Pump Up the Volume
Christian Slater has been frittering away his talent lately in such junk as The Wizard, Tales From the Darkside and Young Guns II. For a while it looked as if the anarchic wit he brought to his starring role as the psycho teen with the Jack Nicholson drawl in Heathers might have been a fluke. His new movie, Pump Up the Volume, is certainly no Heathers — though it also concerns disaffected teens. But Slater gives an electrifying performance.
He plays Mark Hunter, an introverted student at Hubert Humphrey High School, in a suburban community in Arizona. Mark is horrified that his parents have moved from Manhattan to a place he thinks of as nowhere. At night, Mark pads down to the family basement, where he uses a radio console to create a pirate radio station. On his nightly broadcasts, Mark is no longer just another unhappy kid; he’s Hard Harry, the radical host of a local show that speaks to others as frustrated and angry as he is. Hard Harry likes to pretend he’s masturbating on the air. “Here it comes,” he wails to his listeners, “another gusher.”

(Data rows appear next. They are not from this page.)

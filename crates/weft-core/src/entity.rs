//! Entity — one property store plus change notification for one controller.
//!
//! Every public mutator forms one mutation turn: the store reports the paths
//! it touched, the observer coalesces them, and the resulting change event
//! is republished on the bus as `"changed"`. The store itself lives behind a
//! shared handle so render subscribers can read values while the entity is
//! mid-notification.

use std::cell::RefCell;
use std::fmt;
use std::rc::Rc;

use serde_json::Value;

use crate::events::{BusEvent, EventBus, HandlerId};
use crate::observer::ChangeObserver;
use crate::store::{PropertyStore, ValueKind};

/// Name of the change-notification event.
pub const CHANGED: &str = "changed";

/// Owner of one [`PropertyStore`] and its change-notification point.
#[derive(Default)]
pub struct Entity {
    store: Rc<RefCell<PropertyStore>>,
    observer: ChangeObserver,
    bus: EventBus,
}

impl Entity {
    pub fn new() -> Self {
        Self::default()
    }

    /// Shared handle to the underlying store. Readers may hold this across
    /// notifications; mutating through it bypasses change detection and is
    /// not supported.
    pub fn store(&self) -> Rc<RefCell<PropertyStore>> {
        Rc::clone(&self.store)
    }

    pub fn set(&mut self, path: &str, value: Value) {
        self.observer.begin();
        let touched = self.store.borrow_mut().set(path, value);
        self.observer.record_all(touched);
        self.commit();
    }

    pub fn push(&mut self, path: &str, value: Value) {
        self.observer.begin();
        let touched = self.store.borrow_mut().push(path, value);
        self.observer.record_all(touched);
        self.commit();
    }

    pub fn splice(&mut self, path: &str, value: &Value) {
        self.observer.begin();
        let touched = self.store.borrow_mut().splice(path, value);
        self.observer.record_all(touched);
        self.commit();
    }

    pub fn ensure_sequence(&mut self, path: &str) {
        self.observer.begin();
        let touched = self.store.borrow_mut().ensure_sequence(path);
        self.observer.record_all(touched);
        self.commit();
    }

    /// Group several mutations into a single mutation turn, delivering one
    /// change event for all of them.
    pub fn transact<F>(&mut self, f: F)
    where
        F: FnOnce(&mut Self),
    {
        self.observer.begin();
        f(self);
        self.commit();
    }

    /// Subscribe to the `"changed"` event.
    pub fn changed<F>(&mut self, handler: F) -> HandlerId
    where
        F: FnMut(&BusEvent) + 'static,
    {
        self.bus.on(CHANGED, handler)
    }

    pub fn unchanged(&mut self, id: HandlerId) -> bool {
        self.bus.off(CHANGED, id)
    }

    pub fn bus(&mut self) -> &mut EventBus {
        &mut self.bus
    }

    pub fn get_cloned(&self, path: &str) -> Option<Value> {
        self.store.borrow().get(path).cloned()
    }

    pub fn has(&self, path: &str) -> bool {
        self.store.borrow().has(path)
    }

    pub fn kind(&self, path: &str) -> Option<ValueKind> {
        self.store.borrow().kind(path)
    }

    pub fn is_kind(&self, path: &str, kind: ValueKind) -> bool {
        self.store.borrow().is_kind(path, kind)
    }

    pub fn index_of(&self, path: &str, value: &Value) -> Option<usize> {
        self.store.borrow().index_of(path, value)
    }

    pub fn snapshot(&self) -> Value {
        self.store.borrow().snapshot()
    }

    fn commit(&mut self) {
        if let Some(event) = self.observer.end() {
            self.bus.emit(CHANGED, &event.paths);
        }
    }
}

impl fmt::Display for Entity {
    fn fmt(&self, f: &mut fmt::Formatter<'_>) -> fmt::Result {
        let text = serde_json::to_string(&self.snapshot()).map_err(|_| fmt::Error)?;
        f.write_str(&text)
    }
}

#[cfg(test)]
mod tests {
    use super::*;
    use serde_json::json;
    use std::cell::RefCell;
    use std::rc::Rc;

    fn collect_events(entity: &mut Entity) -> Rc<RefCell<Vec<Vec<String>>>> {
        let events = Rc::new(RefCell::new(Vec::new()));
        let sink = Rc::clone(&events);
        entity.changed(move |event| sink.borrow_mut().push(event.detail.clone()));
        events
    }

    #[test]
    fn each_mutator_is_one_turn() {
        let mut entity = Entity::new();
        let events = collect_events(&mut entity);
        entity.set("user.name", json!("Ana"));
        entity.push("items", json!("a"));
        assert_eq!(events.borrow().len(), 2);
        assert_eq!(events.borrow()[0], vec!["user", "user.name"]);
        assert_eq!(events.borrow()[1], vec!["items"]);
    }

    #[test]
    fn transact_batches_into_one_event() {
        let mut entity = Entity::new();
        let events = collect_events(&mut entity);
        entity.transact(|entity| {
            entity.set("a.b", json!(1));
            entity.set("a.c", json!(2));
        });
        let events = events.borrow();
        assert_eq!(events.len(), 1);
        assert!(events[0].contains(&"a.b".to_owned()));
        assert!(events[0].contains(&"a.c".to_owned()));
    }

    #[test]
    fn keys_named_length_notify_like_any_other() {
        let mut entity = Entity::new();
        let events = collect_events(&mut entity);
        entity.set("box.length", json!(5));
        entity.set("box.length", json!(6));
        assert_eq!(entity.get_cloned("box.length"), Some(json!(6)));
        assert_eq!(events.borrow().len(), 2);
        assert!(events.borrow()[1].contains(&"box.length".to_owned()));
    }

    #[test]
    fn rejected_sequence_assignment_emits_nothing() {
        let mut entity = Entity::new();
        let events = collect_events(&mut entity);
        entity.set("items", json!([1, 2]));
        assert!(events.borrow().is_empty());
        assert!(!entity.has("items"));
    }

    #[test]
    fn handlers_can_read_the_store_during_notification() {
        let mut entity = Entity::new();
        let store = entity.store();
        let seen = Rc::new(RefCell::new(None));
        let sink = Rc::clone(&seen);
        entity.changed(move |_| {
            *sink.borrow_mut() = store.borrow().get("user.name").cloned();
        });
        entity.set("user.name", json!("Ana"));
        assert_eq!(*seen.borrow(), Some(json!("Ana")));
    }

    #[test]
    fn display_is_the_json_snapshot() {
        let mut entity = Entity::new();
        entity.set("a", json!(1));
        assert_eq!(entity.to_string(), r#"{"a":1}"#);
    }
}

No one guesses Mark is Hard Harry except the rebellious, poetry-spouting Nora, well played by Samantha Mathis. The two loners feel equally alienated from their parents and a school that expels even average students to artificially raise its academic rating. Mark and Nora seem about to make a personal connection when Mark learns that a depressed caller has killed himself. The suicide precipitates a crisis and the hokey worst in a screenplay that keeps handing out pat answers to questions about sex, drugs and death. Writer-director Allan Moyle (Times Square) is trying to make big statements about the lethargy of youth and what strong music and talk can do to shock youth awake. You can admire Moyle’s ambitions — he’s out to fashion a metaphor for these troubled times the way Eric Bogosian did in Talk Radio — but Moyle doesn’t have a trace of Bogosian’s keen intelligence or abrasive wit. What he does have is Slater. It’s almost enough. Roaring into the microphone with all the passion he can’t put into his life, Slater gives this movie what it otherwise so desperately lacks: a reason for being.